BEGIN Data provided

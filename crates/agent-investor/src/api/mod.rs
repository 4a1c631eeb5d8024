//! Clients for the live portfolio and web search APIs

pub mod portfolio;
pub mod search;

pub use portfolio::{PortfolioClient, project_history, strip_sub_data};
pub use search::{BraveSearchClient, NO_RESULTS, PLACEHOLDER_RESULT, format_results, top_results};
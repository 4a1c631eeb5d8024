//! Concrete LLM provider implementations

#[cfg(feature = "openai")]
pub mod openai;

#[cfg(feature = "openai")]
pub use openai::{ApiFlavor, OpenAIConfig, OpenAIProvider};
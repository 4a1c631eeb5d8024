//! Indian super-investor portfolio assistant
//!
//! Two halves share this crate:
//!
//! - **Directory building** (offline): scrape the top-investor listing,
//!   structure it with a model, look up each investor's portfolio id, cache
//!   the result and write `investors.json`. See [`DirectoryBuilder`].
//! - **Chat** (online): the "Avi" tool-calling agent over the directory, the
//!   portfolio API and web search, served to a browser with streamed replies.
//!   See [`InvestorAgent`] and [`web::create_app`].
//!
//! # Example
//!
//! ```rust,ignore
//! use agent_investor::{InvestorAgent, InvestorConfig, prompts, web};
//! use agent_llm::providers::OpenAIProvider;
//! use std::sync::Arc;
//!
//! #[tokio::main]
//! async fn main() -> anyhow::Result<()> {
//!     let config = InvestorConfig::from_env()?;
//!     let provider = Arc::new(OpenAIProvider::from_env()?);
//!     let prompts = prompts::default_registry()?;
//!
//!     let agent = InvestorAgent::from_config(&config, provider, &prompts)?;
//!     web::serve("127.0.0.1:8000".parse()?, web::AppState::new(Arc::new(agent))).await?;
//!     Ok(())
//! }
//! ```

pub mod agent;
pub mod api;
pub mod builder;
pub mod cache;
pub mod config;
pub mod error;
pub mod models;
pub mod prompts;
pub mod scrape;
pub mod session;
pub mod tools;
pub mod web;

pub use agent::InvestorAgent;
pub use api::{BraveSearchClient, PortfolioClient};
pub use builder::{DirectoryBuilder, load_directory, write_directory};
pub use cache::DirectoryCache;
pub use config::InvestorConfig;
pub use error::{InvestorError, Result};
pub use models::{
    HoldingHistoryEntry, Investor, InvestorCategory, InvestorDirectory, PortfolioHolding,
    SearchResult,
};
pub use session::SessionStore;
pub use tools::AgentDeps;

END Data provided

Exercise brief →
Copy out, from the data above, each line where the string "with" is present.

Response to this task →
//!   structure it with a model, look up each investor's portfolio id, cache
//!   portfolio API and web search, served to a browser with streamed replies.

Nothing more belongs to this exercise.